**What you should do:**
What is needed is the run of lines from the one with "pub const PARAGRAPH_OPEN_TAG: &str" through the close of the data, set down exactly.

**Data records:**
========

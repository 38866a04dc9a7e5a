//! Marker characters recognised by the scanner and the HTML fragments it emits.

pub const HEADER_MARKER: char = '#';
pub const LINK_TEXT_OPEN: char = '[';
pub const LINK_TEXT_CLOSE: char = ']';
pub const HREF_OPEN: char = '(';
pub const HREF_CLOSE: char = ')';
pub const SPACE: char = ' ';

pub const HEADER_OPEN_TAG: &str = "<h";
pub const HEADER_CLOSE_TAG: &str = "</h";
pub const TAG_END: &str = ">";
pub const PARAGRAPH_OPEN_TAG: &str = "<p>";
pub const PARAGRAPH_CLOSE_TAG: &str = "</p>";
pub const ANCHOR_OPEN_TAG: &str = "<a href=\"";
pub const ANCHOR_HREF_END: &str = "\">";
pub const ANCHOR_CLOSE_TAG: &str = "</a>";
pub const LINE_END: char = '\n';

========

**Finished exercise:**
pub const PARAGRAPH_OPEN_TAG: &str = "<p>";
pub const PARAGRAPH_CLOSE_TAG: &str = "</p>";
pub const ANCHOR_OPEN_TAG: &str = "<a href=\"";
pub const ANCHOR_HREF_END: &str = "\">";
pub const ANCHOR_CLOSE_TAG: &str = "</a>";
pub const LINE_END: char = '\n';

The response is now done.